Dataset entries
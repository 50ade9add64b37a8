//! Change source: which files does this run consider changed?
//!
//! - **staged**: local pre-commit, only files queued in the index
//! - **pr**: pull-request CI, `origin/<base-ref>...<head-sha>`
//! - **range**: push CI, `<base-sha>...<head-sha>`; an all-zeros base (brand new
//!   ref) or a missing base/head means every tracked file counts as changed
//!
//! The run parameters arrive as an explicit [`ChangeSourceConfig`]; nothing in
//! here reads the process environment.

use crate::core::error::{ConfigError, GateError, GateResult};
use crate::core::vcs::SystemGit;
use crate::utils::to_git_path;
use std::collections::HashSet;
use std::fmt;

/// How changed files are detected
#[derive(Debug, Clone, Copy, PartialEq, Eq)]
pub enum ChangeMode {
  Staged,
  Pr,
  Range,
}

impl ChangeMode {
  pub fn parse(s: &str) -> GateResult<Self> {
    match s.trim().to_lowercase().as_str() {
      "" | "staged" => Ok(Self::Staged),
      "pr" => Ok(Self::Pr),
      "range" => Ok(Self::Range),
      other => Err(GateError::Config(ConfigError::UnknownMode {
        value: other.to_string(),
      })),
    }
  }
}

impl fmt::Display for ChangeMode {
  fn fmt(&self, f: &mut fmt::Formatter<'_>) -> fmt::Result {
    match self {
      ChangeMode::Staged => write!(f, "staged"),
      ChangeMode::Pr => write!(f, "pr"),
      ChangeMode::Range => write!(f, "range"),
    }
  }
}

/// Mode plus the revision selectors it needs
#[derive(Debug, Clone)]
pub struct ChangeSourceConfig {
  pub mode: ChangeMode,
  pub base_ref: Option<String>,
  pub base_sha: Option<String>,
  pub head_sha: Option<String>,
}

/// The version-control queries a change source needs
pub trait ChangeBackend {
  fn staged_files(&self) -> GateResult<Vec<String>>;
  fn diff_names(&self, base: &str, head: &str) -> GateResult<Vec<String>>;
  fn tracked_files(&self) -> GateResult<Vec<String>>;
}

impl ChangeBackend for SystemGit {
  fn staged_files(&self) -> GateResult<Vec<String>> {
    SystemGit::staged_files(self)
  }

  fn diff_names(&self, base: &str, head: &str) -> GateResult<Vec<String>> {
    SystemGit::diff_names(self, base, head)
  }

  fn tracked_files(&self) -> GateResult<Vec<String>> {
    SystemGit::tracked_files(self)
  }
}

/// Produces the changed-file list for one run
pub struct ChangeSource<B: ChangeBackend> {
  backend: B,
  config: ChangeSourceConfig,
}

impl<B: ChangeBackend> ChangeSource<B> {
  pub fn new(backend: B, config: ChangeSourceConfig) -> Self {
    Self { backend, config }
  }

  /// Changed files: deduplicated, trimmed, blank-filtered, forward-slash normalized
  pub fn list_changed(&self) -> GateResult<Vec<String>> {
    let raw = match self.config.mode {
      ChangeMode::Staged => self.backend.staged_files()?,
      ChangeMode::Pr => {
        let base_ref = require(&self.config.base_ref, ChangeMode::Pr, "BASE_REF")?;
        let head = require(&self.config.head_sha, ChangeMode::Pr, "HEAD_SHA")?;
        let base = if base_ref.starts_with("origin/") {
          base_ref.to_string()
        } else {
          format!("origin/{}", base_ref)
        };
        self.backend.diff_names(&base, head)?
      }
      ChangeMode::Range => match (present(&self.config.base_sha), present(&self.config.head_sha)) {
        (Some(base), Some(head)) if !is_zero_sha(base) => self.backend.diff_names(base, head)?,
        _ => {
          tracing::info!("range base or head missing (or base is all zeros), treating every tracked file as changed");
          self.backend.tracked_files()?
        }
      },
    };

    let files = normalize(raw);
    tracing::debug!("{} changed file(s) in {} mode", files.len(), self.config.mode);
    Ok(files)
  }
}

fn present(value: &Option<String>) -> Option<&str> {
  value.as_deref().map(str::trim).filter(|v| !v.is_empty())
}

fn require<'a>(value: &'a Option<String>, mode: ChangeMode, parameter: &str) -> GateResult<&'a str> {
  present(value).ok_or_else(|| {
    GateError::Config(ConfigError::MissingParameter {
      mode: mode.to_string(),
      parameter: parameter.to_string(),
    })
  })
}

/// The sentinel git uses for "no previous revision" (SHA-1 or SHA-256 width)
pub fn is_zero_sha(sha: &str) -> bool {
  (sha.len() == 40 || sha.len() == 64) && sha.bytes().all(|b| b == b'0')
}

fn normalize(raw: Vec<String>) -> Vec<String> {
  let mut seen = HashSet::new();
  raw
    .iter()
    .map(|line| to_git_path(line))
    .filter(|path| !path.is_empty())
    .filter(|path| seen.insert(path.clone()))
    .collect()
}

* Exercise prompt
Every entry needs to be copied again, word for word.

* Answer to this problem
repository 50ade9add64b37a8
//! Change source: which files does this run consider changed?
//!
//! - **staged**: local pre-commit, only files queued in the index
//! - **pr**: pull-request CI, `origin/<base-ref>...<head-sha>`
//! - **range**: push CI, `<base-sha>...<head-sha>`; an all-zeros base (brand new
//!   ref) or a missing base/head means every tracked file counts as changed
//!
//! The run parameters arrive as an explicit [`ChangeSourceConfig`]; nothing in
//! here reads the process environment.

use crate::core::error::{ConfigError, GateError, GateResult};
use crate::core::vcs::SystemGit;
use crate::utils::to_git_path;
use std::collections::HashSet;
use std::fmt;

/// How changed files are detected
#[derive(Debug, Clone, Copy, PartialEq, Eq)]
pub enum ChangeMode {
  Staged,
  Pr,
  Range,
}

impl ChangeMode {
  pub fn parse(s: &str) -> GateResult<Self> {
    match s.trim().to_lowercase().as_str() {
      "" | "staged" => Ok(Self::Staged),
      "pr" => Ok(Self::Pr),
      "range" => Ok(Self::Range),
      other => Err(GateError::Config(ConfigError::UnknownMode {
        value: other.to_string(),
      })),
    }
  }
}

impl fmt::Display for ChangeMode {
  fn fmt(&self, f: &mut fmt::Formatter<'_>) -> fmt::Result {
    match self {
      ChangeMode::Staged => write!(f, "staged"),
      ChangeMode::Pr => write!(f, "pr"),
      ChangeMode::Range => write!(f, "range"),
    }
  }
}

/// Mode plus the revision selectors it needs
#[derive(Debug, Clone)]
pub struct ChangeSourceConfig {
  pub mode: ChangeMode,
  pub base_ref: Option<String>,
  pub base_sha: Option<String>,
  pub head_sha: Option<String>,
}

/// The version-control queries a change source needs
pub trait ChangeBackend {
  fn staged_files(&self) -> GateResult<Vec<String>>;
  fn diff_names(&self, base: &str, head: &str) -> GateResult<Vec<String>>;
  fn tracked_files(&self) -> GateResult<Vec<String>>;
}

impl ChangeBackend for SystemGit {
  fn staged_files(&self) -> GateResult<Vec<String>> {
    SystemGit::staged_files(self)
  }

  fn diff_names(&self, base: &str, head: &str) -> GateResult<Vec<String>> {
    SystemGit::diff_names(self, base, head)
  }

  fn tracked_files(&self) -> GateResult<Vec<String>> {
    SystemGit::tracked_files(self)
  }
}

/// Produces the changed-file list for one run
pub struct ChangeSource<B: ChangeBackend> {
  backend: B,
  config: ChangeSourceConfig,
}

impl<B: ChangeBackend> ChangeSource<B> {
  pub fn new(backend: B, config: ChangeSourceConfig) -> Self {
    Self { backend, config }
  }

  /// Changed files: deduplicated, trimmed, blank-filtered, forward-slash normalized
  pub fn list_changed(&self) -> GateResult<Vec<String>> {
    let raw = match self.config.mode {
      ChangeMode::Staged => self.backend.staged_files()?,
      ChangeMode::Pr => {
        let base_ref = require(&self.config.base_ref, ChangeMode::Pr, "BASE_REF")?;
        let head = require(&self.config.head_sha, ChangeMode::Pr, "HEAD_SHA")?;
        let base = if base_ref.starts_with("origin/") {
          base_ref.to_string()
        } else {
          format!("origin/{}", base_ref)
        };
        self.backend.diff_names(&base, head)?
      }
      ChangeMode::Range => match (present(&self.config.base_sha), present(&self.config.head_sha)) {
        (Some(base), Some(head)) if !is_zero_sha(base) => self.backend.diff_names(base, head)?,
        _ => {
          tracing::info!("range base or head missing (or base is all zeros), treating every tracked file as changed");
          self.backend.tracked_files()?
        }
      },
    };

    let files = normalize(raw);
    tracing::debug!("{} changed file(s) in {} mode", files.len(), self.config.mode);
    Ok(files)
  }
}

fn present(value: &Option<String>) -> Option<&str> {
  value.as_deref().map(str::trim).filter(|v| !v.is_empty())
}

fn require<'a>(value: &'a Option<String>, mode: ChangeMode, parameter: &str) -> GateResult<&'a str> {
  present(value).ok_or_else(|| {
    GateError::Config(ConfigError::MissingParameter {
      mode: mode.to_string(),
      parameter: parameter.to_string(),
    })
  })
}

/// The sentinel git uses for "no previous revision" (SHA-1 or SHA-256 width)
pub fn is_zero_sha(sha: &str) -> bool {
  (sha.len() == 40 || sha.len() == 64) && sha.bytes().all(|b| b == b'0')
}

fn normalize(raw: Vec<String>) -> Vec<String> {
  let mut seen = HashSet::new();
  raw
    .iter()
    .map(|line| to_git_path(line))
    .filter(|path| !path.is_empty())
    .filter(|path| seen.insert(path.clone()))
    .collect()
}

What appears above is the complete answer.